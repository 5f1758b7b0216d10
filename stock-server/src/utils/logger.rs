//! Logging Infrastructure
//!
//! Structured logging setup with support for both development and
//! production environments.

use std::path::Path;

use tracing_subscriber::EnvFilter;

/// Initialize the logger from `RUST_LOG` (defaults to `info`)
pub fn init_logger() {
    init_logger_with_file(None, None);
}

/// Initialize the logger with optional file output
///
/// When `log_dir` points at an existing directory, a daily-rolling
/// `stock-server.*` file is written there instead of stdout.
pub fn init_logger_with_file(log_level: Option<&str>, log_dir: Option<&str>) {
    let filter = EnvFilter::try_from_default_env()
        .unwrap_or_else(|_| EnvFilter::new(log_level.unwrap_or("info")));

    let subscriber = tracing_subscriber::fmt()
        .with_env_filter(filter)
        .with_file(false)
        .with_line_number(false)
        .with_thread_ids(false)
        .with_target(false);

    if let Some(dir) = log_dir {
        let log_path = Path::new(dir);
        if log_path.exists() {
            let file_appender = tracing_appender::rolling::daily(dir, "stock-server");
            subscriber.with_writer(file_appender).init();
            return;
        }
    }

    subscriber.init();
}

○ ○ ○ ○

Exercise instructions>
The response must contain exactly the lines from the one with "pub fn init_logger()" to the end of the entries above, both included, and nothing more.

Response>
pub fn init_logger() {
    init_logger_with_file(None, None);
}

/// Initialize the logger with optional file output
///
/// When `log_dir` points at an existing directory, a daily-rolling
/// `stock-server.*` file is written there instead of stdout.
pub fn init_logger_with_file(log_level: Option<&str>, log_dir: Option<&str>) {
    let filter = EnvFilter::try_from_default_env()
        .unwrap_or_else(|_| EnvFilter::new(log_level.unwrap_or("info")));

    let subscriber = tracing_subscriber::fmt()
        .with_env_filter(filter)
        .with_file(false)
        .with_line_number(false)
        .with_thread_ids(false)
        .with_target(false);

    if let Some(dir) = log_dir {
        let log_path = Path::new(dir);
        if log_path.exists() {
            let file_appender = tracing_appender::rolling::daily(dir, "stock-server");
            subscriber.with_writer(file_appender).init();
            return;
        }
    }

    subscriber.init();
}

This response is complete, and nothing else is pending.